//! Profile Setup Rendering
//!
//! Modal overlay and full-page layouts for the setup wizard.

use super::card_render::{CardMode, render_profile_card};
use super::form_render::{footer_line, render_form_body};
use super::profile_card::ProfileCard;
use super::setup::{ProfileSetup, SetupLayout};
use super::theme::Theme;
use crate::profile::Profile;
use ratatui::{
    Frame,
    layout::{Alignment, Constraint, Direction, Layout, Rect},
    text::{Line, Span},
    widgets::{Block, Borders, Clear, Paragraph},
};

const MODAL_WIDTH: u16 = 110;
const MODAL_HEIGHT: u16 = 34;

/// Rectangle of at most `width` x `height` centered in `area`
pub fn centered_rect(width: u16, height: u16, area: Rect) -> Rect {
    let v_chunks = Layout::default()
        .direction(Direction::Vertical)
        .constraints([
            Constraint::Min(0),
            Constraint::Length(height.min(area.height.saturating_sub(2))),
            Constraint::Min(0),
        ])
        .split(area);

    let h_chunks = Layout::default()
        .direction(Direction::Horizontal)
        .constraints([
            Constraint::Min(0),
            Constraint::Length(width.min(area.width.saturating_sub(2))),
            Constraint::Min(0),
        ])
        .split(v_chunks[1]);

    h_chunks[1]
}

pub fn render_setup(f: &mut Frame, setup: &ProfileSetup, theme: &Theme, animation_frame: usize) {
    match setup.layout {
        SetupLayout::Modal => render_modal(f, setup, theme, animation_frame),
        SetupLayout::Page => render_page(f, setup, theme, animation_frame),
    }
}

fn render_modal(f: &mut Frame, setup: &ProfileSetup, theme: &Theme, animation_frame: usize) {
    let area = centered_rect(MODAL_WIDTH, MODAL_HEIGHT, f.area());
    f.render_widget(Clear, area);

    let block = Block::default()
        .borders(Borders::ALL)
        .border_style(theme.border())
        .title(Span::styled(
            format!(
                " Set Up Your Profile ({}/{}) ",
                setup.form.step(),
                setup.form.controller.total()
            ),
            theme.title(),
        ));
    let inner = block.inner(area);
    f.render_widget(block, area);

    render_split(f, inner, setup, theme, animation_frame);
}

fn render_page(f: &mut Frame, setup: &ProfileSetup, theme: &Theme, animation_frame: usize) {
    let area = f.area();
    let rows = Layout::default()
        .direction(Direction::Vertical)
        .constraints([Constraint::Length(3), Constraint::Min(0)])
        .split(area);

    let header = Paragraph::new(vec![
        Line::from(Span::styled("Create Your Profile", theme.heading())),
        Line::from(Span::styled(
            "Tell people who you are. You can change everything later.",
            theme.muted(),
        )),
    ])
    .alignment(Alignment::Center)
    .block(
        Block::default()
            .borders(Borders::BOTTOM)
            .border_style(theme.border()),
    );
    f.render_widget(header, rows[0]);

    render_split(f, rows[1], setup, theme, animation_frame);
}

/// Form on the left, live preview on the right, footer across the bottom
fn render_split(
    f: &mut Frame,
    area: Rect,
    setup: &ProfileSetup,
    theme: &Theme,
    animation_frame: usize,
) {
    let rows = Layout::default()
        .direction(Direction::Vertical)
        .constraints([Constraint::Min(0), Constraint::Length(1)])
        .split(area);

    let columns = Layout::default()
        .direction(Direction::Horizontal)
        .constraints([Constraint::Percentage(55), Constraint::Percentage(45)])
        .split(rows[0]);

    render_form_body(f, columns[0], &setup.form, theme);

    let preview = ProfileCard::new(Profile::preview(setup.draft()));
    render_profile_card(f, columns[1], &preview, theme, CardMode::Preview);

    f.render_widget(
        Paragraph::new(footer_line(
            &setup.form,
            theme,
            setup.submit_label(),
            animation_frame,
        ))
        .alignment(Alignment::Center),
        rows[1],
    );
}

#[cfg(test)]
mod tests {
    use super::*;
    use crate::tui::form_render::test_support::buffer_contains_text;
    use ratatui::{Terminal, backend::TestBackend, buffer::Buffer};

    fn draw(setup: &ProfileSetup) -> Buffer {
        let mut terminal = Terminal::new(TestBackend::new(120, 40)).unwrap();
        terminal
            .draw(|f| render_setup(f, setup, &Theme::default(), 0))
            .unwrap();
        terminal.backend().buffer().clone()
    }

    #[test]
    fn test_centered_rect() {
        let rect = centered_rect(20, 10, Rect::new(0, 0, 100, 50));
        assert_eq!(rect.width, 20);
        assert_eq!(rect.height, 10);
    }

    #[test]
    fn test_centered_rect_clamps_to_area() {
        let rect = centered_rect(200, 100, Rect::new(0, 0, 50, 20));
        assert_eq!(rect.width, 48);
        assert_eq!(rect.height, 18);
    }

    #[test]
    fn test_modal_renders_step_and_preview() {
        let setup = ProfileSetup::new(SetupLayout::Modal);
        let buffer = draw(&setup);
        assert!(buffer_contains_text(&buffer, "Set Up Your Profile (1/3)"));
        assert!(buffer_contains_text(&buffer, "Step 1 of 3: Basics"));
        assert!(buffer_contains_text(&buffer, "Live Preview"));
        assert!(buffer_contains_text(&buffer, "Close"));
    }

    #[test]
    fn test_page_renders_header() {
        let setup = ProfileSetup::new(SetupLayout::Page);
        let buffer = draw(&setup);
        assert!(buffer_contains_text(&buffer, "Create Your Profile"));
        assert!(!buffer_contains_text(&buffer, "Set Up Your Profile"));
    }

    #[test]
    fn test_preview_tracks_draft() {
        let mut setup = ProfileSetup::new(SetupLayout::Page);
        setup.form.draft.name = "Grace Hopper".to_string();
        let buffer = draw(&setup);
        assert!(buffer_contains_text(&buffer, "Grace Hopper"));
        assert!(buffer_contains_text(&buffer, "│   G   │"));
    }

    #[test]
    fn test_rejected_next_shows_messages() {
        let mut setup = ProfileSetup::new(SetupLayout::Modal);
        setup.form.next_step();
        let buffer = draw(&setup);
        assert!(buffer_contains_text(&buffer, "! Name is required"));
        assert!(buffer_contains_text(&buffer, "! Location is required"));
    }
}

● Description of the task:
All of the material must appear again, exactly as given.

● Written response:
//! Profile Setup Rendering
//!
//! Modal overlay and full-page layouts for the setup wizard.

use super::card_render::{CardMode, render_profile_card};
use super::form_render::{footer_line, render_form_body};
use super::profile_card::ProfileCard;
use super::setup::{ProfileSetup, SetupLayout};
use super::theme::Theme;
use crate::profile::Profile;
use ratatui::{
    Frame,
    layout::{Alignment, Constraint, Direction, Layout, Rect},
    text::{Line, Span},
    widgets::{Block, Borders, Clear, Paragraph},
};

const MODAL_WIDTH: u16 = 110;
const MODAL_HEIGHT: u16 = 34;

/// Rectangle of at most `width` x `height` centered in `area`
pub fn centered_rect(width: u16, height: u16, area: Rect) -> Rect {
    let v_chunks = Layout::default()
        .direction(Direction::Vertical)
        .constraints([
            Constraint::Min(0),
            Constraint::Length(height.min(area.height.saturating_sub(2))),
            Constraint::Min(0),
        ])
        .split(area);

    let h_chunks = Layout::default()
        .direction(Direction::Horizontal)
        .constraints([
            Constraint::Min(0),
            Constraint::Length(width.min(area.width.saturating_sub(2))),
            Constraint::Min(0),
        ])
        .split(v_chunks[1]);

    h_chunks[1]
}

pub fn render_setup(f: &mut Frame, setup: &ProfileSetup, theme: &Theme, animation_frame: usize) {
    match setup.layout {
        SetupLayout::Modal => render_modal(f, setup, theme, animation_frame),
        SetupLayout::Page => render_page(f, setup, theme, animation_frame),
    }
}

fn render_modal(f: &mut Frame, setup: &ProfileSetup, theme: &Theme, animation_frame: usize) {
    let area = centered_rect(MODAL_WIDTH, MODAL_HEIGHT, f.area());
    f.render_widget(Clear, area);

    let block = Block::default()
        .borders(Borders::ALL)
        .border_style(theme.border())
        .title(Span::styled(
            format!(
                " Set Up Your Profile ({}/{}) ",
                setup.form.step(),
                setup.form.controller.total()
            ),
            theme.title(),
        ));
    let inner = block.inner(area);
    f.render_widget(block, area);

    render_split(f, inner, setup, theme, animation_frame);
}

fn render_page(f: &mut Frame, setup: &ProfileSetup, theme: &Theme, animation_frame: usize) {
    let area = f.area();
    let rows = Layout::default()
        .direction(Direction::Vertical)
        .constraints([Constraint::Length(3), Constraint::Min(0)])
        .split(area);

    let header = Paragraph::new(vec![
        Line::from(Span::styled("Create Your Profile", theme.heading())),
        Line::from(Span::styled(
            "Tell people who you are. You can change everything later.",
            theme.muted(),
        )),
    ])
    .alignment(Alignment::Center)
    .block(
        Block::default()
            .borders(Borders::BOTTOM)
            .border_style(theme.border()),
    );
    f.render_widget(header, rows[0]);

    render_split(f, rows[1], setup, theme, animation_frame);
}

/// Form on the left, live preview on the right, footer across the bottom
fn render_split(
    f: &mut Frame,
    area: Rect,
    setup: &ProfileSetup,
    theme: &Theme,
    animation_frame: usize,
) {
    let rows = Layout::default()
        .direction(Direction::Vertical)
        .constraints([Constraint::Min(0), Constraint::Length(1)])
        .split(area);

    let columns = Layout::default()
        .direction(Direction::Horizontal)
        .constraints([Constraint::Percentage(55), Constraint::Percentage(45)])
        .split(rows[0]);

    render_form_body(f, columns[0], &setup.form, theme);

    let preview = ProfileCard::new(Profile::preview(setup.draft()));
    render_profile_card(f, columns[1], &preview, theme, CardMode::Preview);

    f.render_widget(
        Paragraph::new(footer_line(
            &setup.form,
            theme,
            setup.submit_label(),
            animation_frame,
        ))
        .alignment(Alignment::Center),
        rows[1],
    );
}

#[cfg(test)]
mod tests {
    use super::*;
    use crate::tui::form_render::test_support::buffer_contains_text;
    use ratatui::{Terminal, backend::TestBackend, buffer::Buffer};

    fn draw(setup: &ProfileSetup) -> Buffer {
        let mut terminal = Terminal::new(TestBackend::new(120, 40)).unwrap();
        terminal
            .draw(|f| render_setup(f, setup, &Theme::default(), 0))
            .unwrap();
        terminal.backend().buffer().clone()
    }

    #[test]
    fn test_centered_rect() {
        let rect = centered_rect(20, 10, Rect::new(0, 0, 100, 50));
        assert_eq!(rect.width, 20);
        assert_eq!(rect.height, 10);
    }

    #[test]
    fn test_centered_rect_clamps_to_area() {
        let rect = centered_rect(200, 100, Rect::new(0, 0, 50, 20));
        assert_eq!(rect.width, 48);
        assert_eq!(rect.height, 18);
    }

    #[test]
    fn test_modal_renders_step_and_preview() {
        let setup = ProfileSetup::new(SetupLayout::Modal);
        let buffer = draw(&setup);
        assert!(buffer_contains_text(&buffer, "Set Up Your Profile (1/3)"));
        assert!(buffer_contains_text(&buffer, "Step 1 of 3: Basics"));
        assert!(buffer_contains_text(&buffer, "Live Preview"));
        assert!(buffer_contains_text(&buffer, "Close"));
    }

    #[test]
    fn test_page_renders_header() {
        let setup = ProfileSetup::new(SetupLayout::Page);
        let buffer = draw(&setup);
        assert!(buffer_contains_text(&buffer, "Create Your Profile"));
        assert!(!buffer_contains_text(&buffer, "Set Up Your Profile"));
    }

    #[test]
    fn test_preview_tracks_draft() {
        let mut setup = ProfileSetup::new(SetupLayout::Page);
        setup.form.draft.name = "Grace Hopper".to_string();
        let buffer = draw(&setup);
        assert!(buffer_contains_text(&buffer, "Grace Hopper"));
        assert!(buffer_contains_text(&buffer, "│   G   │"));
    }

    #[test]
    fn test_rejected_next_shows_messages() {
        let mut setup = ProfileSetup::new(SetupLayout::Modal);
        setup.form.next_step();
        let buffer = draw(&setup);
        assert!(buffer_contains_text(&buffer, "! Name is required"));
        assert!(buffer_contains_text(&buffer, "! Location is required"));
    }
}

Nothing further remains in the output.